— EXERCISE DIRECTIONS —
In the records that follow, find the line with "if step.must_succeed &&"; from there, retype every line exactly through the line with "for entry in", which also belongs to the answer.

— DATA IN THIS EXERCISE —
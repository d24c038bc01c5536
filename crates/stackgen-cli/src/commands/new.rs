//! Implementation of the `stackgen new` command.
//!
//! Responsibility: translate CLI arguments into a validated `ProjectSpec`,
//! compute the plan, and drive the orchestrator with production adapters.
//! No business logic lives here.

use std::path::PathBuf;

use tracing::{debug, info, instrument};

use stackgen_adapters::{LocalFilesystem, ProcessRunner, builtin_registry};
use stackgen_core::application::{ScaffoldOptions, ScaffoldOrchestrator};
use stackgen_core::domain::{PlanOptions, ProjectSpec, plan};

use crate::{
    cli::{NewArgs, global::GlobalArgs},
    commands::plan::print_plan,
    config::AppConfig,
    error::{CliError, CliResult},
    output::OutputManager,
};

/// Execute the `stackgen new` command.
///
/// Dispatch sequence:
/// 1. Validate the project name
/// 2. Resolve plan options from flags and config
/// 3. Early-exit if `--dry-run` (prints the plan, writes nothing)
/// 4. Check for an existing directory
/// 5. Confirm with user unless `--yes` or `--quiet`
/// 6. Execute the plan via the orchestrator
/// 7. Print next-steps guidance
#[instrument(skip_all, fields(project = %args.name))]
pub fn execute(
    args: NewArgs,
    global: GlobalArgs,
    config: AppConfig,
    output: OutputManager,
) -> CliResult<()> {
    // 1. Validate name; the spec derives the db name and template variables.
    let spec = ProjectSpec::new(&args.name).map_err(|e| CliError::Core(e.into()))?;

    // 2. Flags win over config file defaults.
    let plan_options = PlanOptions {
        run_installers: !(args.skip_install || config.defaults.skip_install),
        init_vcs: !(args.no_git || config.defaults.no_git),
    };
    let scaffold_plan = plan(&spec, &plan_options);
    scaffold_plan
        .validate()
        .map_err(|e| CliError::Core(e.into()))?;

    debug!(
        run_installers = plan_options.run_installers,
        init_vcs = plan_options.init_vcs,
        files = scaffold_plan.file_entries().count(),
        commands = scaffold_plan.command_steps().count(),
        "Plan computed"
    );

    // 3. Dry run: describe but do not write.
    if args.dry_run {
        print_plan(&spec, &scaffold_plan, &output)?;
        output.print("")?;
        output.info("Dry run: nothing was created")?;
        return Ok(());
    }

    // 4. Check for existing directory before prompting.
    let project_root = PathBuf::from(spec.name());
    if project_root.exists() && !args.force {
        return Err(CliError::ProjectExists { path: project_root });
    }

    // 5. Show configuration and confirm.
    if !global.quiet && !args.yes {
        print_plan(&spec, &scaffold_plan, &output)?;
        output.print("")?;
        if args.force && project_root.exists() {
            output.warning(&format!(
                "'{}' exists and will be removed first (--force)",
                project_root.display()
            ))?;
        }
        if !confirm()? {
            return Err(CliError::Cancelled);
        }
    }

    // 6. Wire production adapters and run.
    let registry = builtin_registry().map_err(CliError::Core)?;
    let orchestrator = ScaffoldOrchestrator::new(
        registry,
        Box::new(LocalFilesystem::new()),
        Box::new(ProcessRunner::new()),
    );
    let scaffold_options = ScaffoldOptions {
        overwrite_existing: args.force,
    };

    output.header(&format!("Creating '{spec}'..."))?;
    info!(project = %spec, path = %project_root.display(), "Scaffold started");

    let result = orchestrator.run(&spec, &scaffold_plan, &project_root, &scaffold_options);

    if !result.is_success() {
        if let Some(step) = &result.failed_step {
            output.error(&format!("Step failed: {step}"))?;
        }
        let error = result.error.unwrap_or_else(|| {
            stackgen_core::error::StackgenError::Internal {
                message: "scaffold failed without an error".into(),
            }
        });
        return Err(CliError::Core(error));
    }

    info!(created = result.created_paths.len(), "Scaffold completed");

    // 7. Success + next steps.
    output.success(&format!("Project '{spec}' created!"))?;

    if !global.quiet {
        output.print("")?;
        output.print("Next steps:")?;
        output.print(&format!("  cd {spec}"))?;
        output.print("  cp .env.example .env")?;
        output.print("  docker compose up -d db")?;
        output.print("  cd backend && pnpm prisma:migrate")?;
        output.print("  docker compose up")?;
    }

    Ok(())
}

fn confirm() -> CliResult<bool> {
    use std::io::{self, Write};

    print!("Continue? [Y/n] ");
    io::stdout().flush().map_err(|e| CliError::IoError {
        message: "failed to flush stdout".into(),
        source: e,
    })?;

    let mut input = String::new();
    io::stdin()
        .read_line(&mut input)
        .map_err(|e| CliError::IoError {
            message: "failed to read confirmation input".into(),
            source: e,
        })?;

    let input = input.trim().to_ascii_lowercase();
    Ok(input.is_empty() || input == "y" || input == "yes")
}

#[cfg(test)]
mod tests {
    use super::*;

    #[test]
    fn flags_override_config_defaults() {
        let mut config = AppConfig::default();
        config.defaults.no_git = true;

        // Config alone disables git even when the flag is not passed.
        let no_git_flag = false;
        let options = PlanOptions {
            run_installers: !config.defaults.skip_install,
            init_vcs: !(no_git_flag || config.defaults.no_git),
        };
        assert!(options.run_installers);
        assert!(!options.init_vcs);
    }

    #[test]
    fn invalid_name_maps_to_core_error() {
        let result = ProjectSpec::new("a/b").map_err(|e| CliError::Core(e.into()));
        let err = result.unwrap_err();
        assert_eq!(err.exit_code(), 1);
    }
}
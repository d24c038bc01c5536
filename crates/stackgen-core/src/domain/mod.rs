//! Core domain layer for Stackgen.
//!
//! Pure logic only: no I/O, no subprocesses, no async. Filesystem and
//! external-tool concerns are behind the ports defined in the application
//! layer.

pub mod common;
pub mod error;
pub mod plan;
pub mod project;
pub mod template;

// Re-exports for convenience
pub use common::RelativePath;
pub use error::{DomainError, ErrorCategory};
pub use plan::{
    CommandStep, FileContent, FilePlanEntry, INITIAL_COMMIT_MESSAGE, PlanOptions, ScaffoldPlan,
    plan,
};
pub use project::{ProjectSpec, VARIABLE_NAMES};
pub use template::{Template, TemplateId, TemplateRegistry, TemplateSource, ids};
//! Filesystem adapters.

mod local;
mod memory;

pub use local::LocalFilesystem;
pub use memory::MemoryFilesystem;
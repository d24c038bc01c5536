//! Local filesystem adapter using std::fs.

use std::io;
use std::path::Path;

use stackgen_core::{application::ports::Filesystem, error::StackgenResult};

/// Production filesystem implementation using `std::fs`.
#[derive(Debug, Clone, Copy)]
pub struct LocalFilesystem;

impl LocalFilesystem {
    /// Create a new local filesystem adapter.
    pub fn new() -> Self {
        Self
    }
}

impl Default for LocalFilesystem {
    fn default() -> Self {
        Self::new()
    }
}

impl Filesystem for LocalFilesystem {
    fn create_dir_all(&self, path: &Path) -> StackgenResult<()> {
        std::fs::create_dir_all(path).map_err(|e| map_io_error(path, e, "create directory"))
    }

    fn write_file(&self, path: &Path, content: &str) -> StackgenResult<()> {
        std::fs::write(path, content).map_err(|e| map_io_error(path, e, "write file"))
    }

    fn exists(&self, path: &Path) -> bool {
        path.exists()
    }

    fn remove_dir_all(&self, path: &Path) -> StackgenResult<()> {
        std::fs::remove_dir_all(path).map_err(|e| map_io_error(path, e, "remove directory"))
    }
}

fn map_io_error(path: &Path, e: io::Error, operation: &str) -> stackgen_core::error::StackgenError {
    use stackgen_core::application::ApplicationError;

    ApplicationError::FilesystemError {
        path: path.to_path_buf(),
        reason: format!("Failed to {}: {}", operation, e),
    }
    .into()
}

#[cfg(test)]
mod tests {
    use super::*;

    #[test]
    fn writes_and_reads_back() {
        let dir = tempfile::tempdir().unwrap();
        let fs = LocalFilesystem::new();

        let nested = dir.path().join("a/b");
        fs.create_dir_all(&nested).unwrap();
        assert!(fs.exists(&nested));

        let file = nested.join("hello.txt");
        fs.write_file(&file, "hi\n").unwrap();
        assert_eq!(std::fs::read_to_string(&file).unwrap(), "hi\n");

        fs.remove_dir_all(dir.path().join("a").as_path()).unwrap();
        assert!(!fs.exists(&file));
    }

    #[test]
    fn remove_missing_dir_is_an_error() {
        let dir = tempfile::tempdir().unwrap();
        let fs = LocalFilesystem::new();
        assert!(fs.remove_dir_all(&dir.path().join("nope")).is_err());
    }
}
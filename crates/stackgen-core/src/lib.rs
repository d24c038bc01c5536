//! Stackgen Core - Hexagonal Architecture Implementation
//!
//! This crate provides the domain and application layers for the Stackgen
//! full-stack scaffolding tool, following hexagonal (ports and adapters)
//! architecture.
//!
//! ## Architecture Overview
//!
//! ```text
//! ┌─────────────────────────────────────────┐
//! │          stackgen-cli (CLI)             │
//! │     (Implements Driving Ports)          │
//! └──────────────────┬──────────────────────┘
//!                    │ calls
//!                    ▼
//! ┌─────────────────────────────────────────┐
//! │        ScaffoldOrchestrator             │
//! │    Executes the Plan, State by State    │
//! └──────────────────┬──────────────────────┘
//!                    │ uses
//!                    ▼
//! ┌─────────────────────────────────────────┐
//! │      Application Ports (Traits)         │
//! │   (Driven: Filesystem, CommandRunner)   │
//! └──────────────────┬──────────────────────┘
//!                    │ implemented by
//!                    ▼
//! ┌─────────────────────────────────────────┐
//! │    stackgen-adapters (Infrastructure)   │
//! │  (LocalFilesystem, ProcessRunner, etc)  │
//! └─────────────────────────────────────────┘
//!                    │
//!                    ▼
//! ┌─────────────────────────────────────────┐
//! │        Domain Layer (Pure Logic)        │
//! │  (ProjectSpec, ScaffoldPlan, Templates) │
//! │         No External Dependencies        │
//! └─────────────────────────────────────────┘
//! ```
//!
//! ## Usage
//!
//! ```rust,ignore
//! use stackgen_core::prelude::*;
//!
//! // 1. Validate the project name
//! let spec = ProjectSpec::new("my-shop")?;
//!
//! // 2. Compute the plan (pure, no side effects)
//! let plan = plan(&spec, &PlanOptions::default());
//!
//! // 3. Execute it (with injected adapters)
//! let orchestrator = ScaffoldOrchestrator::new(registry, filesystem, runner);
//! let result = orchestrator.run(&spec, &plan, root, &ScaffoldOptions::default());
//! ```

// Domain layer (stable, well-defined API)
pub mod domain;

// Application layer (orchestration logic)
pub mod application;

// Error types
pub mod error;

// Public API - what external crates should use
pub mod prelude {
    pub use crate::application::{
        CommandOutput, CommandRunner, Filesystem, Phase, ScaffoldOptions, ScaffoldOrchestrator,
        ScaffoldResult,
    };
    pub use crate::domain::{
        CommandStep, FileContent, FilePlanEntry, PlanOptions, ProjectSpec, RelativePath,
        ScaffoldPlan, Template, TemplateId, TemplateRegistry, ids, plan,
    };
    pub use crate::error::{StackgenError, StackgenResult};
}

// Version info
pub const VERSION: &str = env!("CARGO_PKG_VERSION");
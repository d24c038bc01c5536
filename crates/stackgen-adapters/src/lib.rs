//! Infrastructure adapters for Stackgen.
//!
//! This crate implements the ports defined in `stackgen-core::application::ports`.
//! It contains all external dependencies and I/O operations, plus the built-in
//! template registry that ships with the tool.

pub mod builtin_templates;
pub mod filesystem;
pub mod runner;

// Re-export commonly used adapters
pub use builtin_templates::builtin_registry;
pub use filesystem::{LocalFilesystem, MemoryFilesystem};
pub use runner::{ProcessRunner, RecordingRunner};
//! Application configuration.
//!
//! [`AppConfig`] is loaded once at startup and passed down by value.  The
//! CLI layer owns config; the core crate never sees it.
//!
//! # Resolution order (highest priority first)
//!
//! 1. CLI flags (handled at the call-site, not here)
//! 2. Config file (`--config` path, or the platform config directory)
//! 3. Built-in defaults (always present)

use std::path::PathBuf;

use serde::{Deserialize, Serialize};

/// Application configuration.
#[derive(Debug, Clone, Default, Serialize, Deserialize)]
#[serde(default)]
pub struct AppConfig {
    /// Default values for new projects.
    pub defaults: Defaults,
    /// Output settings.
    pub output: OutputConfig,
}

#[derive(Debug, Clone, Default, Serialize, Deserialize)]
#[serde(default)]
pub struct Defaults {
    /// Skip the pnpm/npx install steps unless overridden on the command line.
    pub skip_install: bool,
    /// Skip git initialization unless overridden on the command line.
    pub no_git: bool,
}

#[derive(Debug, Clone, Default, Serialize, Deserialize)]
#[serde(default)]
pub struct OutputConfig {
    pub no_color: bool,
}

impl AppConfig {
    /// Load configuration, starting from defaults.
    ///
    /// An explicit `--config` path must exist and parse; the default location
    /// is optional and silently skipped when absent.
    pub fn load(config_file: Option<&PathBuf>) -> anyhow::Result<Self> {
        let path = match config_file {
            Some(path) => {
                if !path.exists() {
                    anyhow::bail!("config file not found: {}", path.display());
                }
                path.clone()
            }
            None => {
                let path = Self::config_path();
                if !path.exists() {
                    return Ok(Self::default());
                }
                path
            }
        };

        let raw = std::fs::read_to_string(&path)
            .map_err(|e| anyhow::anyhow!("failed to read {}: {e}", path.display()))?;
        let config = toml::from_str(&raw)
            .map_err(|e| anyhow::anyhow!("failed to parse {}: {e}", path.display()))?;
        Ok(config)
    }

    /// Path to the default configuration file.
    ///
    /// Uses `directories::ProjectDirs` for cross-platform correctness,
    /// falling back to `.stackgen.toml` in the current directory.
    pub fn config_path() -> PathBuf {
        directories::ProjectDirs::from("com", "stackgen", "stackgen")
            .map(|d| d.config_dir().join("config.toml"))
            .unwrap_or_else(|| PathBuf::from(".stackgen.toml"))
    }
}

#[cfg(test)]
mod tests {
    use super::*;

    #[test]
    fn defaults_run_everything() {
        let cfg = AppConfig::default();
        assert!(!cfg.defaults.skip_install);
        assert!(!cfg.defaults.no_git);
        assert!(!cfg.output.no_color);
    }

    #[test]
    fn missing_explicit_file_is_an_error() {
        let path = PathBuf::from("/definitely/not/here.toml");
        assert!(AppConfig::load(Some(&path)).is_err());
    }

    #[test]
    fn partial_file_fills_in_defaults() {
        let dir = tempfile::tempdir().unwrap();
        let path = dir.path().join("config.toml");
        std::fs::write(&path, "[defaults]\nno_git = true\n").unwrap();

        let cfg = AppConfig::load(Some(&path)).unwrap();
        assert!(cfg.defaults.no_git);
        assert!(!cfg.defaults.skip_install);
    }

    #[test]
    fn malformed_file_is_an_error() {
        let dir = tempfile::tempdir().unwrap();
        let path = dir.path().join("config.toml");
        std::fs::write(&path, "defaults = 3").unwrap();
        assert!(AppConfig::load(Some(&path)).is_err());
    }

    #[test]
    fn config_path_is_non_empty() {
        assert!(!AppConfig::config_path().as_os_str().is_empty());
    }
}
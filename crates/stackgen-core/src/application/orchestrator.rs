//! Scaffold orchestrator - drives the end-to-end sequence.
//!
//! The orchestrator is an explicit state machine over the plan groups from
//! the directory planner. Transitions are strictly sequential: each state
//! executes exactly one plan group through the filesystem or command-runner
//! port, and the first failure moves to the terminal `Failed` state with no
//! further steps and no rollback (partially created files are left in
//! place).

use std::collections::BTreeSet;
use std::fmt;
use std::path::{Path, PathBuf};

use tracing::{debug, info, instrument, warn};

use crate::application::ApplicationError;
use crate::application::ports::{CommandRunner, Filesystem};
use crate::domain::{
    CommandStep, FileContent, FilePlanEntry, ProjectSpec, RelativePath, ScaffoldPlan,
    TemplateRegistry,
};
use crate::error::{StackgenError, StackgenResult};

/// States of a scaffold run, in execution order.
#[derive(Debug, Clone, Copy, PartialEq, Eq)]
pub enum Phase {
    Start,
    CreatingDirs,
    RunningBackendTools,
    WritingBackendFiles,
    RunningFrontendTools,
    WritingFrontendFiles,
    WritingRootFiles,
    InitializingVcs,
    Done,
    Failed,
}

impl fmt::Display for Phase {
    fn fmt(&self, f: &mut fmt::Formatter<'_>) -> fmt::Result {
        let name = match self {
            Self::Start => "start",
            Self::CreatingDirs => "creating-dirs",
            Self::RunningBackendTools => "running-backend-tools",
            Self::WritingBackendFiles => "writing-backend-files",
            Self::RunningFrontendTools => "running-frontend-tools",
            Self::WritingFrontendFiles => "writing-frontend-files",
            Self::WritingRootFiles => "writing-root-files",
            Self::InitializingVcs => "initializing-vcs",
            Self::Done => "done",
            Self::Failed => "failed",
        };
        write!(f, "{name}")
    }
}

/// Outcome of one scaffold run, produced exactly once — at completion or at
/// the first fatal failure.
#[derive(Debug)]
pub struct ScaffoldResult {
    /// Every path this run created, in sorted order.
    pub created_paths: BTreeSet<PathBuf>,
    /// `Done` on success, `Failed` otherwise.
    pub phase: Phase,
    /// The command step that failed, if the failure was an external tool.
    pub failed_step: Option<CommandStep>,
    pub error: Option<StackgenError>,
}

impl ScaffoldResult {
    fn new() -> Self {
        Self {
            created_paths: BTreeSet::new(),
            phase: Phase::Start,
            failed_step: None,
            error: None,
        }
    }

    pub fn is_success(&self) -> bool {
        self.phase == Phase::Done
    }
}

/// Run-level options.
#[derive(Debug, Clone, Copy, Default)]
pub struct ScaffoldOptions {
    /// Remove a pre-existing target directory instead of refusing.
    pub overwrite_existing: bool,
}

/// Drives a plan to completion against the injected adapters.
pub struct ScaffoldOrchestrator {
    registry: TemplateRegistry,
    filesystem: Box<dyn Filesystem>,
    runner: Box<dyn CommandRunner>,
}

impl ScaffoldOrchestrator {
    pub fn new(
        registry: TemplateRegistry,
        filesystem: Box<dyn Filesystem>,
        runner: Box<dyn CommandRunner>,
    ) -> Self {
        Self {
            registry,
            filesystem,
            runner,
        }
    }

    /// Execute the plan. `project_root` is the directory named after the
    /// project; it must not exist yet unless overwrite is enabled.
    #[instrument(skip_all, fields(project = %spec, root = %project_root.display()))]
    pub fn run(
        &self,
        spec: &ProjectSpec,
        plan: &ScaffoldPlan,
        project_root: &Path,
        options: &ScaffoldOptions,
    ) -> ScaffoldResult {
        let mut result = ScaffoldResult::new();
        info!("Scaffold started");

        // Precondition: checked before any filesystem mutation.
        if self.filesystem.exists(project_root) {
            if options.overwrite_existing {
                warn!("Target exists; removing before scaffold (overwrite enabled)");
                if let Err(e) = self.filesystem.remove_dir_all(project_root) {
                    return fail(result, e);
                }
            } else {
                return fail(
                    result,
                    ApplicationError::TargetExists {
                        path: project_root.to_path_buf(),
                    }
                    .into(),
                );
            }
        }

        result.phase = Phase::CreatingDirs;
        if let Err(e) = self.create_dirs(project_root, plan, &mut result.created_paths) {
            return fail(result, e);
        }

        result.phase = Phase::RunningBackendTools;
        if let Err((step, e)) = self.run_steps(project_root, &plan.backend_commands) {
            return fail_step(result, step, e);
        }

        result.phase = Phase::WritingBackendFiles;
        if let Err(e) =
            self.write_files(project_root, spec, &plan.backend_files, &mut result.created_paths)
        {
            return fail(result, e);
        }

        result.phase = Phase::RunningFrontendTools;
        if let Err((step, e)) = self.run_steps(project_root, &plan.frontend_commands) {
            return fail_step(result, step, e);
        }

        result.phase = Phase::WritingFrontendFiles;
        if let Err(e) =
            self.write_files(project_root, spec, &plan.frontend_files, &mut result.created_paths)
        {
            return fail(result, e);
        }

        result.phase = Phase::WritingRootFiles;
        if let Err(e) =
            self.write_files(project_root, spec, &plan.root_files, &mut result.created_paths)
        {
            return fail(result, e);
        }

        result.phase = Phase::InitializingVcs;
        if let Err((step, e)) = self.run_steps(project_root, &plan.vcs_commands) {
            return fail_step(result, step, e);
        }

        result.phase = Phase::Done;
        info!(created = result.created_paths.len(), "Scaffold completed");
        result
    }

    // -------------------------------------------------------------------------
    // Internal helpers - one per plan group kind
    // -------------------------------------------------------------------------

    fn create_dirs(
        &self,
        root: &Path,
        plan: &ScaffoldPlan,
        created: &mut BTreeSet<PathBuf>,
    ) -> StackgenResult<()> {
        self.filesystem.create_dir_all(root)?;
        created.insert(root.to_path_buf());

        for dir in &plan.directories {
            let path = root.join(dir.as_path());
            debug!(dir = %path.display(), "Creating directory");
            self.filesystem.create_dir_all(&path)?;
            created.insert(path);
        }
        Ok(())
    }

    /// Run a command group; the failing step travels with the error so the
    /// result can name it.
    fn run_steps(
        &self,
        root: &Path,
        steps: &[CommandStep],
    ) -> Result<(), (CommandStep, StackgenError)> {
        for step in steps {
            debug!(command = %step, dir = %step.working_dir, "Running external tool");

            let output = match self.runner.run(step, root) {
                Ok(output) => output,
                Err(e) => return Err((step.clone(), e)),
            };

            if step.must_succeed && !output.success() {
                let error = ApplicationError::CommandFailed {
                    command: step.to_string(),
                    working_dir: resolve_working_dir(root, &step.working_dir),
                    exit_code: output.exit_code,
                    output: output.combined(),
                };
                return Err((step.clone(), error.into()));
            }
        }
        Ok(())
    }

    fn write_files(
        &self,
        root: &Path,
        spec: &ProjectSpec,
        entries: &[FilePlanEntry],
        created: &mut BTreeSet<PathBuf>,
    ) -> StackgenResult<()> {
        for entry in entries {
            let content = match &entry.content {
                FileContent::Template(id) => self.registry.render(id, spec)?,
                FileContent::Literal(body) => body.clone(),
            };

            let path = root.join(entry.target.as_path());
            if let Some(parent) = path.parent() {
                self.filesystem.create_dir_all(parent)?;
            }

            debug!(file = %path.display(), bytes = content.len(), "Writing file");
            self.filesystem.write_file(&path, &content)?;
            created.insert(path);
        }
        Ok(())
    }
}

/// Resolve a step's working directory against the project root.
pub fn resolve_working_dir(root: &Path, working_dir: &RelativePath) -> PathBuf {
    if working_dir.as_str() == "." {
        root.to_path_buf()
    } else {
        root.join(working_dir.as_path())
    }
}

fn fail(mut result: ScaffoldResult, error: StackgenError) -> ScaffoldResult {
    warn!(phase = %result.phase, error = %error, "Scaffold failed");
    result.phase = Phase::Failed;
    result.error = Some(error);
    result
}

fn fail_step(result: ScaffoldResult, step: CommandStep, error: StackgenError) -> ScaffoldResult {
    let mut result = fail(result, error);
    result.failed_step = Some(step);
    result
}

— WRITTEN SOLUTION —
            if step.must_succeed && !output.success() {
                let error = ApplicationError::CommandFailed {
                    command: step.to_string(),
                    working_dir: resolve_working_dir(root, &step.working_dir),
                    exit_code: output.exit_code,
                    output: output.combined(),
                };
                return Err((step.clone(), error.into()));
            }
        }
        Ok(())
    }

    fn write_files(
        &self,
        root: &Path,
        spec: &ProjectSpec,
        entries: &[FilePlanEntry],
        created: &mut BTreeSet<PathBuf>,
    ) -> StackgenResult<()> {
        for entry in entries {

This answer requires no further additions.